The polynomial is \(y = 3x - 5\).

Step-by-step solution

Understand the Problem

We need to find the polynomial of smallest degree which passes through all the given points: \((-1,-8)\), \((1,-2)\), and \((3,4)\). The smallest polynomial that can pass through three points is a quadratic polynomial, which is of the form \(y = ax^2 + bx + c\).

Set Up the System of Equations

Plug each given point into the quadratic polynomial equation \(y = ax^2 + bx + c\) to form a system of equations:1. For \((-1, -8)\): \[-8 = a(-1)^2 + b(-1) + c\] This simplifies to: \[a - b + c = -8\]2. For \((1, -2)\): \[-2 = a(1)^2 + b(1) + c\] This simplifies to: \[a + b + c = -2\]3. For \((3, 4)\): \[4 = a(3)^2 + b(3) + c\] This simplifies to: \[9a + 3b + c = 4\]

Solve the System of Equations

We now have three equations:1. \(a - b + c = -8\)2. \(a + b + c = -2\)3. \(9a + 3b + c = 4\)Subtract the first equation from the second to find \(b\):\[(a + b + c) - (a - b + c) = -2 + 8\]\[2b = 6 \Rightarrow b = 3\]Substitute \(b = 3\) into the first equation:\[a - 3 + c = -8 \Rightarrow a + c = -5\]Substitute \(b = 3\) into the third equation:\[9a + 3(3) + c = 4 \Rightarrow 9a + 9 + c = 4\]\[9a + c = -5\]Now we solve the equations \(a + c = -5\) and \(9a + c = -5\):

Solve for a, b, and c

Subtract \(a + c = -5\) from \(9a + c = -5\):\[(9a + c) - (a + c) = -5 + 5\]\[8a = 0 \Rightarrow a = 0\]Substitute \(a = 0\) into \(a + c = -5\):\[0 + c = -5\Rightarrow c = -5\]Our values are \(a = 0\), \(b = 3\), and \(c = -5\).
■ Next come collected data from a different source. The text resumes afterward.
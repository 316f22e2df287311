//! User settings loading and validation.
//!
//! Settings live in an optional `config.toml` under the hind home directory.
//! Every section and field has a default, so a missing file or an empty one
//! yields [`Settings::default`].
//!
//! ```toml
//! [logging]
//! level = "info"
//! format = "json"
//!
//! [runtime]
//! provider = "dockercli"
//! binary = "podman"
//!
//! [timeouts]
//! start = 600
//! convergence = 60
//! ```

use std::io;
use std::path::Path;
use std::time::Duration;

use serde::Deserialize;

use super::logging::LoggingConfig;
use crate::adapter::outbound::docker;
use crate::application::reconcile::ConvergenceConfig;
use crate::error::{ConfigError, Result};

#[derive(Debug, Clone, Default, Deserialize)]
#[serde(default)]
pub struct Settings {
    pub logging: LoggingConfig,
    pub runtime: RuntimeConfig,
    pub timeouts: TimeoutConfig,
}

/// Container runtime selection.
#[derive(Debug, Clone, Deserialize)]
#[serde(default)]
pub struct RuntimeConfig {
    /// Backend implementation. Only `dockercli` is available.
    pub provider: String,
    /// Binary invoked by the CLI backend.
    pub binary: String,
}

impl Default for RuntimeConfig {
    fn default() -> Self {
        Self {
            provider: docker::PROVIDER.into(),
            binary: docker::DEFAULT_BINARY.into(),
        }
    }
}

/// Default command timeouts, in seconds.
#[derive(Debug, Clone, Deserialize)]
#[serde(default)]
pub struct TimeoutConfig {
    pub start: u64,
    pub stop: u64,
    pub delete: u64,
    pub get: u64,
    pub list: u64,
    /// How long a reconcile waits for every node to report running.
    pub convergence: u64,
    pub poll_interval: u64,
}

impl Default for TimeoutConfig {
    fn default() -> Self {
        Self {
            start: 300,
            stop: 30,
            delete: 120,
            get: 120,
            list: 30,
            convergence: 30,
            poll_interval: 1,
        }
    }
}

impl TimeoutConfig {
    #[must_use]
    pub fn convergence(&self) -> ConvergenceConfig {
        ConvergenceConfig {
            timeout: Duration::from_secs(self.convergence),
            poll_interval: Duration::from_secs(self.poll_interval),
        }
    }
}

impl Settings {
    /// Parse settings from TOML content and validate them.
    pub fn parse_toml(content: &str) -> Result<Self> {
        let settings: Self = toml::from_str(content).map_err(ConfigError::Parse)?;
        settings.validate()?;
        Ok(settings)
    }

    /// Load settings from `path`. A missing file yields the defaults.
    pub fn load<P: AsRef<Path>>(path: P) -> Result<Self> {
        let path = path.as_ref();
        match std::fs::read_to_string(path) {
            Ok(content) => Self::parse_toml(&content),
            Err(e) if e.kind() == io::ErrorKind::NotFound => Ok(Self::default()),
            Err(source) => Err(ConfigError::ReadFile {
                path: path.to_path_buf(),
                source,
            }
            .into()),
        }
    }

    fn validate(&self) -> Result<()> {
        if self.runtime.provider != docker::PROVIDER {
            return Err(ConfigError::InvalidValue {
                field: "runtime.provider",
                reason: format!(
                    "unsupported provider '{}', expected '{}'",
                    self.runtime.provider,
                    docker::PROVIDER
                ),
            }
            .into());
        }
        if self.runtime.binary.trim().is_empty() {
            return Err(ConfigError::InvalidValue {
                field: "runtime.binary",
                reason: "must not be empty".to_string(),
            }
            .into());
        }
        if !matches!(self.logging.format.as_str(), "pretty" | "json") {
            return Err(ConfigError::InvalidValue {
                field: "logging.format",
                reason: format!("expected 'pretty' or 'json', got '{}'", self.logging.format),
            }
            .into());
        }

        let t = &self.timeouts;
        let positive = [
            ("timeouts.start", t.start),
            ("timeouts.stop", t.stop),
            ("timeouts.delete", t.delete),
            ("timeouts.get", t.get),
            ("timeouts.list", t.list),
            ("timeouts.convergence", t.convergence),
            ("timeouts.poll_interval", t.poll_interval),
        ];
        for (field, value) in positive {
            if value == 0 {
                return Err(ConfigError::InvalidValue {
                    field,
                    reason: "must be greater than 0".to_string(),
                }
                .into());
            }
        }
        if t.poll_interval > t.convergence {
            return Err(ConfigError::InvalidValue {
                field: "timeouts.poll_interval",
                reason: "must not exceed timeouts.convergence".to_string(),
            }
            .into());
        }
        Ok(())
    }
}

#[cfg(test)]
mod tests {
    use super::*;
    use crate::error::Error;

    #[test]
    fn empty_file_uses_defaults() {
        let settings = Settings::parse_toml("").unwrap();
        assert_eq!(settings.runtime.binary, "docker");
        assert_eq!(settings.timeouts.start, 300);
        assert_eq!(
            settings.timeouts.convergence(),
            ConvergenceConfig::default()
        );
    }

    #[test]
    fn partial_sections_keep_other_defaults() {
        let settings = Settings::parse_toml(
            r#"
            [logging]
            format = "json"

            [timeouts]
            convergence = 90
            "#,
        )
        .unwrap();

        assert_eq!(settings.logging.format, "json");
        assert_eq!(settings.logging.level, "warn");
        assert_eq!(settings.timeouts.convergence, 90);
        assert_eq!(settings.timeouts.poll_interval, 1);
    }

    #[test]
    fn rejects_unknown_provider() {
        let err = Settings::parse_toml("[runtime]\nprovider = \"kubernetes\"").unwrap_err();
        assert!(matches!(
            err,
            Error::Config(ConfigError::InvalidValue {
                field: "runtime.provider",
                ..
            })
        ));
    }

    #[test]
    fn rejects_zero_timeouts() {
        let err = Settings::parse_toml("[timeouts]\nstop = 0").unwrap_err();
        assert!(err.to_string().contains("timeouts.stop"));
    }

    #[test]
    fn malformed_toml_is_a_parse_error() {
        let err = Settings::parse_toml("[logging\nlevel=").unwrap_err();
        assert!(matches!(err, Error::Config(ConfigError::Parse(_))));
    }

    #[test]
    fn missing_file_yields_defaults() {
        let dir = tempfile::tempdir().unwrap();
        let settings = Settings::load(dir.path().join("config.toml")).unwrap();
        assert_eq!(settings.runtime.provider, "dockercli");
    }
}
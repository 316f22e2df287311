//! Outbound ports (driven by the application).

mod runtime;
mod store;

pub use runtime::{ContainerOps, NetworkOps, Runtime};
pub use store::{ActiveClusterStore, ConfigStore};
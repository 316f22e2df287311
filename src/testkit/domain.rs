//! Builders for clusters and managers used across tests.

use std::sync::Arc;
use std::time::Duration;

use crate::adapter::outbound::memory::MemoryStore;
use crate::application::reconcile::ConvergenceConfig;
use crate::application::ClusterManager;
use crate::domain::{release, Cluster, Topology};

use super::runtime::FakeRuntime;

/// Default topology for `name` at the latest release.
pub fn cluster(name: &str) -> Cluster {
    cluster_with_clients(name, 1)
}

/// Default topology for `name` with `clients` nomad clients.
pub fn cluster_with_clients(name: &str, clients: u16) -> Cluster {
    Topology::default()
        .with_clients(clients)
        .build(name, release::latest().hind)
        .expect("valid test cluster")
}

/// Convergence settings that poll every millisecond and give up quickly.
pub fn fast_convergence() -> ConvergenceConfig {
    ConvergenceConfig {
        timeout: Duration::from_millis(50),
        poll_interval: Duration::from_millis(1),
    }
}

/// A manager for `name` wired to the given fakes with fast convergence.
pub fn manager(name: &str, runtime: &Arc<FakeRuntime>, store: &Arc<MemoryStore>) -> ClusterManager {
    ClusterManager::new(name, "latest", runtime.clone(), store.clone())
        .expect("valid test manager")
        .with_convergence(fast_convergence())
}
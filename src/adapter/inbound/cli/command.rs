//! Command-line interface definitions.
//!
//! Defines the CLI structure for hind using `clap`. Every lifecycle command
//! takes an optional cluster name; when omitted the active cluster is used,
//! falling back to `default`.

use std::path::PathBuf;
use std::time::Duration;

use clap::{Args, Parser, Subcommand};

use super::paths;

/// Nomad, consul and vault clusters in docker containers
#[derive(Parser, Debug)]
#[command(name = "hind")]
#[command(version)]
pub struct Cli {
    /// Color output mode [auto, always, never]
    #[arg(
        long,
        global = true,
        default_value = "auto",
        hide_possible_values = true
    )]
    pub color: ColorChoice,

    /// JSON output for scripting
    #[arg(long, global = true)]
    pub json: bool,

    /// Decrease output verbosity
    #[arg(short, long, global = true)]
    pub quiet: bool,

    /// Increase output verbosity
    #[arg(short, long, global = true, action = clap::ArgAction::Count)]
    pub verbose: u8,

    /// Settings file
    #[arg(long, global = true, default_value_os_t = paths::default_settings())]
    pub config: PathBuf,

    #[command(subcommand)]
    pub command: Commands,
}

/// Color output mode for terminal rendering.
#[derive(Clone, Debug, Default, clap::ValueEnum)]
pub enum ColorChoice {
    /// Detect automatically
    #[default]
    Auto,
    /// Always use colors
    Always,
    /// Never use colors
    Never,
}

/// Top-level subcommands for the hind CLI.
#[derive(Subcommand, Debug)]
pub enum Commands {
    /// Create or resume a cluster
    Start(StartArgs),

    /// Stop the nodes of a cluster
    Stop(LifecycleArgs),

    /// Remove a cluster, its network and its configuration
    #[command(visible_alias = "delete")]
    Rm(LifecycleArgs),

    /// Show the nodes of a cluster
    Get(LifecycleArgs),

    /// List known clusters
    #[command(visible_alias = "ls")]
    List(ListArgs),

    /// Change local preferences
    #[command(subcommand)]
    Set(SetCommand),

    /// Show version and release information
    Version,
}

/// Arguments for `hind start`.
#[derive(Args, Debug)]
pub struct StartArgs {
    /// Cluster name
    pub name: Option<String>,

    /// Release to deploy
    #[arg(long = "version", default_value = "latest")]
    pub release: String,

    /// Number of nomad client nodes
    #[arg(long, value_parser = clap::value_parser!(u16).range(1..))]
    pub clients: Option<u16>,

    /// Give up after this long (e.g. 90s, 5m)
    #[arg(long, value_parser = parse_duration)]
    pub timeout: Option<Duration>,
}

/// Arguments shared by `stop`, `rm` and `get`.
#[derive(Args, Debug)]
pub struct LifecycleArgs {
    /// Cluster name
    pub name: Option<String>,

    /// Give up after this long (e.g. 30s, 2m)
    #[arg(long, value_parser = parse_duration)]
    pub timeout: Option<Duration>,
}

/// Arguments for `hind list`.
#[derive(Args, Debug)]
pub struct ListArgs {
    /// Give up after this long (e.g. 30s)
    #[arg(long, value_parser = parse_duration)]
    pub timeout: Option<Duration>,
}

/// Subcommands for `hind set`.
#[derive(Subcommand, Debug)]
pub enum SetCommand {
    /// Make a cluster the default for commands that take no name
    Profile {
        /// Cluster name
        name: String,
    },
}

/// Parse `300`, `30s`, `5m` or `1h` into a duration. Bare numbers are seconds.
pub fn parse_duration(value: &str) -> Result<Duration, String> {
    let value = value.trim();
    let split = value
        .find(|c: char| !c.is_ascii_digit())
        .unwrap_or(value.len());
    let (amount, unit) = value.split_at(split);

    let amount: u64 = amount
        .parse()
        .map_err(|_| format!("invalid duration '{value}'"))?;
    let seconds = match unit {
        "" | "s" => amount,
        "m" => amount.saturating_mul(60),
        "h" => amount.saturating_mul(3600),
        other => return Err(format!("unknown duration unit '{other}', expected s, m or h")),
    };
    if seconds == 0 {
        return Err("duration must be greater than zero".to_string());
    }
    Ok(Duration::from_secs(seconds))
}

#[cfg(test)]
mod tests {
    use super::*;
    use clap::CommandFactory;

    #[test]
    fn test_cli_command_factory_builds() {
        Cli::command().debug_assert();
    }

    #[test]
    fn test_cli_name() {
        let cmd = Cli::command();
        assert_eq!(cmd.get_name(), "hind");
        assert!(cmd.get_version().is_some());
    }

    #[test]
    fn test_parse_verbose_and_json() {
        let cli = Cli::try_parse_from(["hind", "-vv", "--json", "list"]).unwrap();
        assert_eq!(cli.verbose, 2);
        assert!(cli.json);
        assert!(matches!(cli.color, ColorChoice::Auto));
    }

    #[test]
    fn test_start_defaults() {
        let cli = Cli::try_parse_from(["hind", "start"]).unwrap();
        let Commands::Start(args) = cli.command else {
            panic!("Expected Start command");
        };
        assert!(args.name.is_none());
        assert_eq!(args.release, "latest");
        assert!(args.clients.is_none());
        assert!(args.timeout.is_none());
    }

    #[test]
    fn test_start_with_options() {
        let cli = Cli::try_parse_from([
            "hind", "start", "demo", "--version", "0.3.0", "--clients", "3", "--timeout", "5m",
        ])
        .unwrap();
        let Commands::Start(args) = cli.command else {
            panic!("Expected Start command");
        };
        assert_eq!(args.name.as_deref(), Some("demo"));
        assert_eq!(args.release, "0.3.0");
        assert_eq!(args.clients, Some(3));
        assert_eq!(args.timeout, Some(Duration::from_secs(300)));
    }

    #[test]
    fn test_start_rejects_zero_clients() {
        assert!(Cli::try_parse_from(["hind", "start", "--clients", "0"]).is_err());
    }

    #[test]
    fn test_aliases() {
        let cli = Cli::try_parse_from(["hind", "delete", "demo"]).unwrap();
        assert!(matches!(cli.command, Commands::Rm(_)));
        let cli = Cli::try_parse_from(["hind", "ls"]).unwrap();
        assert!(matches!(cli.command, Commands::List(_)));
    }

    #[test]
    fn test_set_profile() {
        let cli = Cli::try_parse_from(["hind", "set", "profile", "demo"]).unwrap();
        let Commands::Set(SetCommand::Profile { name }) = cli.command else {
            panic!("Expected set profile");
        };
        assert_eq!(name, "demo");
    }

    #[test]
    fn test_parse_duration_units() {
        assert_eq!(parse_duration("300"), Ok(Duration::from_secs(300)));
        assert_eq!(parse_duration("30s"), Ok(Duration::from_secs(30)));
        assert_eq!(parse_duration("2m"), Ok(Duration::from_secs(120)));
        assert_eq!(parse_duration("1h"), Ok(Duration::from_secs(3600)));
    }

    #[test]
    fn test_parse_duration_rejects_garbage() {
        assert!(parse_duration("").is_err());
        assert!(parse_duration("5d").is_err());
        assert!(parse_duration("m").is_err());
        assert!(parse_duration("0s").is_err());
    }
}
//! Application services (use cases).
//!
//! These services combine the domain model with the runtime and store ports
//! to implement cluster lifecycle operations.

pub mod listing;
pub mod manager;
pub mod reconcile;

pub use listing::{list_clusters, ClusterSummary};
pub use manager::{ClusterManager, DeleteReport, StartOutcome, StopReport};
Thus, the polynomial is \(y = 3x - 5\).

Verify the Solution

Plug each of the points back into the polynomial \(y = 3x - 5\) to ensure it passes through each point:1. For \((-1, -8)\): \[y = 3(-1) - 5 = -3 - 5 = -8\] (Correct)2. For \((1, -2)\): \[y = 3(1) - 5 = 3 - 5 = -2\] (Correct)3. For \((3, 4)\): \[y = 3(3) - 5 = 9 - 5 = 4\] (Correct)All points are correctly satisfied by the polynomial \(y = 3x - 5\).

Key concepts

Quadratic Polynomial

When trying to fit a polynomial through given points, we aim to find the polynomial equation that matches the specified points. For three points in the plane, the polynomial with the smallest possible degree is a quadratic polynomial. A quadratic polynomial is generally expressed as:
\[y = ax^2 + bx + c \]
where \(a\), \(b\), and \(c\) are constants. The presence of \(x^2\) shows us that it's a quadratic (second degree) equation. The task is to determine these constants so that the polynomial passes exactly through the given points, essentially forming a curve that touches each point.

System of Equations

To find the constants in the quadratic polynomial \(y = ax^2 + bx + c\), we need to use the given points to form a system of equations. Each point is substituted into the polynomial equation, giving us a distinct equation.
For example, given the points

• \((-1, -8)\), you plug into \(y = ax^2 + bx + c\) to obtain: \(-8 = a(-1)^2 + b(-1) + c\), simplifying to: \(a - b + c = -8\).
• \((1, -2)\), results in: \(-2 = a(1)^2 + b(1) + c\), simplifying to: \(a + b + c = -2\).
• \((3, 4)\), results in: \(4 = a(3)^2 + b(3) + c\), simplifying to: \(9a + 3b + c = 4\).

You will have as many equations as there are points. With three equations from three points, you can solve for the unknowns \(a\), \(b\), and \(c\).

Solving Equations

Solving the system of equations means finding the values for \(a\), \(b\), and \(c\) that satisfy all equations simultaneously.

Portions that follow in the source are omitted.